Как-то так и жилось в Эйхкампе при Гитлере. К полудню везде стоял запах жаркого из говядины или телячьей головы, на гарнир – шпинат или кольраби из огорода. Я всегда должен был рассказывать, что говорил пастор в церкви, но не мог вспомнить точно и заикался. Тогда моя мать начинала скрупулезно, задумчиво и неловко орудовать ножом или вилкой, она так ковыряла картофель нервными уколами, словно подчеркнутым ритуальным разделыванием пищи могла замолить вину за мой недостаток веры. Порой мой отец, повязывая салфетку, отпускал язвительное замечание в адрес католиков. Тут уж моя мать теряла терпение. Они ссорились. Затем просили соус и картофель, и я опять начинал с интересом смотреть в окно.
В три часа пополудни в кино. Сеанс для молодежи: входной билет – тридцать пфеннигов. Хоть я чаще всего этого не хотел, но в то время всегда должен был отправляться со своей сестрой в «Риволи» на озере Галензее. Опять эти пустые, бессмысленные походы через Эйхкамп, снова эта близость марионеток, которых дергают за ниточки. Неподалеку от Галензее стояли ремонтные мастерские железных дорог.
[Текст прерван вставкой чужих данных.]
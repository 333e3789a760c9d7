//! 管理控制台错误类型
//!
//! 所有错误在控制循环的命令处理处捕获并投影到 UiState（登录页内联 / 横幅），
//! 不向上传播，也不重试。

use thiserror::Error;

/// 运行过程中可能出现的错误（认证、会话过期、API 业务错误、传输、本地存储）
#[derive(Error, Debug)]
pub enum AdminError {
    /// 凭证错误或非管理员角色，在登录表单内联显示
    #[error("{0}")]
    Auth(String),

    /// 任一认证接口返回 401：清除令牌并回到登录页
    #[error("Session expired. Please login again.")]
    SessionExpired,

    /// 其余非 2xx：优先用服务端 error 字段原文，缺失时用调用方兜底文案
    #[error("{0}")]
    Api(String),

    #[error("Request failed: {0}")]
    Http(#[from] reqwest::Error),

    /// 令牌文件读写失败
    #[error("Token storage: {0}")]
    Storage(#[from] std::io::Error),
}
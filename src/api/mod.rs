//! REST 客户端层
//!
//! 所有后端（reqwest HTTP / Mock）实现 AdminApi；DTO 与后端的请求/响应结构一一对应。

pub mod http;
pub mod mock;
pub mod traits;
pub mod types;

pub use http::HttpAdminApi;
pub use mock::MockAdminApi;
pub use traits::AdminApi;
pub use types::{
    AuthResponse, Difficulty, LoginRequest, Phrase, PhraseDraft, Profile, Stage, StageDraft,
    Theme, ROLE_ADMIN,
};
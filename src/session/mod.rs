//! 会话与令牌持久化
//!
//! Session 持有内存中的 Bearer 令牌；TokenStore 抽象持久化（文件 / 内存）。
//! 文件实现承担浏览器 localStorage 的角色：单一令牌字符串，登出或过期时清除，
//! 存在时每次启动静默复用。

use std::path::PathBuf;
use std::sync::Mutex;

use async_trait::async_trait;

use crate::core::AdminError;

/// 已认证管理员的会话：令牌在内存中的唯一落点
#[derive(Debug, Default)]
pub struct Session {
    token: Option<String>,
}

impl Session {
    pub fn new() -> Self {
        Self::default()
    }

    pub fn token(&self) -> Option<&str> {
        self.token.as_deref()
    }

    pub fn is_authenticated(&self) -> bool {
        self.token.is_some()
    }

    pub fn set_token(&mut self, token: String) {
        self.token = Some(token);
    }

    pub fn clear(&mut self) {
        self.token = None;
    }
}

/// 令牌持久化接口
#[async_trait]
pub trait TokenStore: Send + Sync {
    /// 读取持久化令牌；不存在或为空返回 None
    async fn load(&self) -> Option<String>;

    async fn save(&self, token: &str) -> Result<(), AdminError>;

    async fn clear(&self) -> Result<(), AdminError>;
}

/// 文件令牌存储：应用专属的单一令牌文件
pub struct FileTokenStore {
    path: PathBuf,
}

impl FileTokenStore {
    pub fn new(path: PathBuf) -> Self {
        Self { path }
    }
}

#[async_trait]
impl TokenStore for FileTokenStore {
    async fn load(&self) -> Option<String> {
        let raw = tokio::fs::read_to_string(&self.path).await.ok()?;
        let token = raw.trim();
        if token.is_empty() {
            return None;
        }
        Some(token.to_string())
    }

    async fn save(&self, token: &str) -> Result<(), AdminError> {
        if let Some(dir) = self.path.parent() {
            tokio::fs::create_dir_all(dir).await?;
        }
        tokio::fs::write(&self.path, token).await?;
        Ok(())
    }

    async fn clear(&self) -> Result<(), AdminError> {
        match tokio::fs::remove_file(&self.path).await {
            Ok(()) => Ok(()),
            Err(e) if e.kind() == std::io::ErrorKind::NotFound => Ok(()),
            Err(e) => Err(e.into()),
        }
    }
}

/// 内存令牌存储（测试用）
#[derive(Default)]
pub struct MemoryTokenStore {
    inner: Mutex<Option<String>>,
}

#[async_trait]
impl TokenStore for MemoryTokenStore {
    async fn load(&self) -> Option<String> {
        self.inner.lock().unwrap().clone()
    }

    async fn save(&self, token: &str) -> Result<(), AdminError> {
        *self.inner.lock().unwrap() = Some(token.to_string());
        Ok(())
    }

    async fn clear(&self) -> Result<(), AdminError> {
        *self.inner.lock().unwrap() = None;
        Ok(())
    }
}

#[cfg(test)]
mod tests {
    use super::*;

    #[tokio::test]
    async fn test_file_store_roundtrip() {
        let dir = tempfile::tempdir().unwrap();
        let store = FileTokenStore::new(dir.path().join("auth_token"));

        assert!(store.load().await.is_none());

        store.save("tok-123").await.unwrap();
        assert_eq!(store.load().await.as_deref(), Some("tok-123"));

        store.clear().await.unwrap();
        assert!(store.load().await.is_none());
        // 再次清除不报错
        store.clear().await.unwrap();
    }

    #[tokio::test]
    async fn test_file_store_ignores_blank_file() {
        let dir = tempfile::tempdir().unwrap();
        let path = dir.path().join("auth_token");
        tokio::fs::write(&path, "  \n").await.unwrap();

        let store = FileTokenStore::new(path);
        assert!(store.load().await.is_none());
    }

    #[test]
    fn test_session_lifecycle() {
        let mut session = Session::new();
        assert!(!session.is_authenticated());

        session.set_token("tok".to_string());
        assert!(session.is_authenticated());
        assert_eq!(session.token(), Some("tok"));

        session.clear();
        assert!(!session.is_authenticated());
        assert!(session.token().is_none());
    }
}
Дорога шла через длинный, темный тоннель, затем внезапно снова становилось светло: длинная, мрачная улица, тишина пригорода, булыжная мостовая, в канаве сорняки и клочки бумаги – неожиданный пролетарский мир. Здесь жили работники железной дороги, стояли их серые дома, однообразные и заросшие, в стиле прусских казарм 1880-х, из окон выглядывали изможденные лица. Это были «красные», как предупреждали мои родители. Я смутно представлял, что под этим подразумевается, но было очевидно, что красные опасны. Должно быть, была причина, почему они прозябали здесь, между Эйхкампом и Галензее, словно на ничейной земле Берлинского округа, как в тюремных стенах. Здесь жил красный сброд – «сброд» вообще было любимым словом моих родителей для обозначения тех, кто ниже нас: ремесленников и служанок, попрошаек и воришек, которые по утрам звонили в нашу дверь и, конечно же, на самом деле хотели ворваться внутрь.